Your goal >> Show every line below where "produce" can be found.

Saved data entries
Content starts

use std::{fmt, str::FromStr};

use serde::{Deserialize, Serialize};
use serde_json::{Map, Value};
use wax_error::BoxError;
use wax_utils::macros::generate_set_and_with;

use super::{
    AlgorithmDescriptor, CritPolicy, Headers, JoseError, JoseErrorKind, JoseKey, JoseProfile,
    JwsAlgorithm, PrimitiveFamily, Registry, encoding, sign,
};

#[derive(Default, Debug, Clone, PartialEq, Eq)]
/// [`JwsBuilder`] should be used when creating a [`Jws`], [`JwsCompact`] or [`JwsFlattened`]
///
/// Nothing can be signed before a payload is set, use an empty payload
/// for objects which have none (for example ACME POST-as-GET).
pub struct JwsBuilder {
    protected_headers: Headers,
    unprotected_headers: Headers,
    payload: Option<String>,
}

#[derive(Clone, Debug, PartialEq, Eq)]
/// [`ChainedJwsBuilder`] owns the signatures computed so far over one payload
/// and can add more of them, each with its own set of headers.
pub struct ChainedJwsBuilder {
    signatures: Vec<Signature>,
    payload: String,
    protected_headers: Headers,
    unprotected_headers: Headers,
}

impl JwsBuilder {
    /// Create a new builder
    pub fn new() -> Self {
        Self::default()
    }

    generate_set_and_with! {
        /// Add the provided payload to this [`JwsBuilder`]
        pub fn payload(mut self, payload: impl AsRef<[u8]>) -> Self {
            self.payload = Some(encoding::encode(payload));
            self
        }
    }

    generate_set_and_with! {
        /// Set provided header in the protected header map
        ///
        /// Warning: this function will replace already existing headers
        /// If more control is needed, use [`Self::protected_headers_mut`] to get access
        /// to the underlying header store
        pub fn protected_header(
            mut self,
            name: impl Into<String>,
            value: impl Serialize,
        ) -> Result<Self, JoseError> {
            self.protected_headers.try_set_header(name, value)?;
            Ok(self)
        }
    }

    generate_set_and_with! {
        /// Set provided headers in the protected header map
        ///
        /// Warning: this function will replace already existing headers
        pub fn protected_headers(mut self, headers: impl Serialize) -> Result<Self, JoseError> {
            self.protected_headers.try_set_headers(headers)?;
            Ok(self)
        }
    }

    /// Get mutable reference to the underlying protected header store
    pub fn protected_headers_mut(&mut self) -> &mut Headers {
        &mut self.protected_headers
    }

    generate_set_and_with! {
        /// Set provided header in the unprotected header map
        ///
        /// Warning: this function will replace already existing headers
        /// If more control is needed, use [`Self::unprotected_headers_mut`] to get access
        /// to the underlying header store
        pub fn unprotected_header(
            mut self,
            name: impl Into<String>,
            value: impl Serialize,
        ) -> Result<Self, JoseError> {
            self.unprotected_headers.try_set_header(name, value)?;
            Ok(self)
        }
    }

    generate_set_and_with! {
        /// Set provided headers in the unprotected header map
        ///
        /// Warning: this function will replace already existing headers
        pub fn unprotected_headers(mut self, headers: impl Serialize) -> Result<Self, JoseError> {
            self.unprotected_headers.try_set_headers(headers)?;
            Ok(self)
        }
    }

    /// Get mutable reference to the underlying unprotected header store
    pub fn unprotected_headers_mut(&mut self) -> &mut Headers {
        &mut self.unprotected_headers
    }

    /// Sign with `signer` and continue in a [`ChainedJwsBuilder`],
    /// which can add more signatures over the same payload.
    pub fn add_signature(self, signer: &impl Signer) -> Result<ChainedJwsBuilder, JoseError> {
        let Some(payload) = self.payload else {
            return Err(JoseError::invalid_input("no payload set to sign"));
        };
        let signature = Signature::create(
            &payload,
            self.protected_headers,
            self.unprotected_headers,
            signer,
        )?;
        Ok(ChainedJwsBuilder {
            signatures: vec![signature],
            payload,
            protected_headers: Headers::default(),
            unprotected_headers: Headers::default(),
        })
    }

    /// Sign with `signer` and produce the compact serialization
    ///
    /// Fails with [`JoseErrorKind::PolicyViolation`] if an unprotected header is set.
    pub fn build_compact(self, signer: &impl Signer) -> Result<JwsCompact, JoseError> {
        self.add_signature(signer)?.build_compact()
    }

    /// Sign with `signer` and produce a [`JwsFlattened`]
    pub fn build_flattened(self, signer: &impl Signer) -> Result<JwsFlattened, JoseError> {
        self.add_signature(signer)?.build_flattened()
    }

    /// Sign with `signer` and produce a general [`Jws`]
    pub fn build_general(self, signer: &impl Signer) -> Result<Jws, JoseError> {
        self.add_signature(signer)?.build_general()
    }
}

Content ends

Exercise response >>
    /// Sign with `signer` and produce the compact serialization
    /// Sign with `signer` and produce a [`JwsFlattened`]
    /// Sign with `signer` and produce a general [`Jws`]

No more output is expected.